Morgan, of Synovus, said he recently trimmed his Apple holdings for the first time in years. When a client was looking to make a donation, he recommended gifting Apple equities, something he wouldn't have done years ago. Other investors have reduced Apple positions in favor of Nvidia or Microsoft.
'Apple is on a park bench eating an apple, watching the AI revolution go by on the highway," said Dan Ives, managing director of Wedbush Securities and one of Wall Street's biggest AI bulls.
Google's parent company, Alphabet, faces antitrust scrutiny in the U.S. and Europe, along with mounting concern that AI chatbots such as ChatGPT will eat into Google's dominant search business.
Some investors see plenty of upside potential. Google has a significant trove of user data available, something analysts say could help advance its AI models beyond competitors. Its AI overviews, which appear atop some search-results pages, are gaining traction, as are its Gemini AI tools.
'We believe that the perceived 'missteps' in AI with Google will correct and that Google will figure this all out," wrote Jeff McClean, chief executive officer of Solidarity Wealth.
Tesla, a ticker long beloved by individual investors, has diverged from its Magnificent Seven counterparts for very different reasons, including flagging electric-vehicle sales and Elon Musk's foray into politics. Musk has pushed to transform Tesla, down 18% this year, from an EV maker into a robotics and artificial-intelligence company.

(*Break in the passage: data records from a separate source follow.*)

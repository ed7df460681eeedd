use super::backend::engine_for;
use glitchary::interactions::{PostSeed, UserSeed};
use glitchary::{MutationOutcome, Route};
use wiremock::matchers::{method, path};
use wiremock::{Mock, MockServer, ResponseTemplate};

#[tokio::test]
async fn demo_session_never_touches_the_backend_for_writes() {
    let server = MockServer::start().await;
    let engine = engine_for(&server, false);

    engine.enter_demo();
    assert_eq!(engine.auth().route(), Route::Feed);

    let cache = engine.interactions();
    cache.hydrate_post("p1", PostSeed::default()).await;
    cache.initialize_user("u1", UserSeed::default());

    assert_eq!(cache.amplify("p1").await, MutationOutcome::LocalOnly);
    assert_eq!(cache.bookmark("p1").await, MutationOutcome::LocalOnly);
    assert_eq!(cache.follow("u1").await, MutationOutcome::LocalOnly);
    assert_eq!(cache.add_comment("p1", "hi").await, MutationOutcome::Skipped);
    assert!(cache.create_call("a prompt").await.is_none());

    assert!(cache.post("p1").unwrap().is_amplified());
    assert!(server.received_requests().await.unwrap().is_empty());
}

#[tokio::test]
async fn demo_reads_carry_no_authorization_header() {
    let server = MockServer::start().await;
    Mock::given(method("GET"))
        .and(path("/api/search"))
        .respond_with(ResponseTemplate::new(200).set_body_json(serde_json::json!({})))
        .mount(&server)
        .await;
    let mut config = super::backend::config_for(&server, true);
    config.credential = Some("leaked-if-sent".into());
    let engine = glitchary::ClientEngine::connect(config);

    engine.enter_demo();
    engine.search().search_now("cats").await;

    let requests = server.received_requests().await.unwrap();
    assert_eq!(requests.len(), 1);
    assert!(requests[0].headers.get("authorization").is_none());
}

#[tokio::test]
async fn demo_persona_comes_from_config() {
    let server = MockServer::start().await;
    let engine = engine_for(&server, false);

    engine.enter_demo();

    let snapshot = engine.auth().snapshot();
    assert!(snapshot.session.is_demo());
    assert_eq!(snapshot.session.actor_id(), Some("mock-user-id-123"));
    assert_eq!(snapshot.session.profile().unwrap().username, "Demo User");
    assert!(snapshot.session.credential().is_none());
}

The CEO recently said Tesla shareholders would vote on investing in xAI, one of his other companies.
'In the Mag Seven, there's the cool kids table—and Apple, Tesla and Alphabet, they're by the kitchen at the bad table, wishing they were at the cool kids table," Ives said.
The other half of the tech-stock group has continued to reap the rewards of AI optimism. The chip giant Nvidia has been the clearest winner in the AI race thus far. The world's first $4 trillion company has split off from the Magnificent Seven more than any other. Its stock has more than tripled in the past two years.
Meta and Microsoft are well-positioned too, investors said. Amazon, whose shares are up 3% year to date, has been affected by tariffs and the uncertainty regarding them. The company has invested in the AI startup Anthropic.
Wall Street will be parsing second-quarter results for indications that these large tech companies are continuing to invest big in artificial intelligence. That is important given lofty valuations: Six of those seven companies recently traded at more than 25 times their expected earnings over the next year, compared with an S&P 500 average of 22.35. Alphabet was the only one below that bar.
'Earnings are going to have to be really spectacular to push these stocks significantly forward from here," said Cox of Harris Financial. 'I don't know if that's possible."
In the second quarter, the Magnificent Seven are expecting 14% year-over-year net-income growth, significantly outpacing the 3% decline expected for the other 493 companies in the S&P index, according to a recent report from Morgan Stanley.
Given that all seven companies have strong exposure to AI, or enough capital to make acquisitions and catch up, it is possible this divergence is temporary, according to some investors.
'The Mag Seven friends could reunite at the party over the next year, but it all depends on how they navigate the AI revolution," said Ives, the Wedbush managing director.
The previous era was defined by FAANG—Facebook's parent, Meta; Amazon; Apple; Netflix; and Google's owner, Alphabet—until that group fizzled in 2023. If these companies' stocks continue heading in wildly different directions, that might leave the door open for a newly named group of hot stocks—and the Magnificent Seven could go the way of FAANG or the Nifty Fifty.
Some investors are already wondering about what moniker will be next.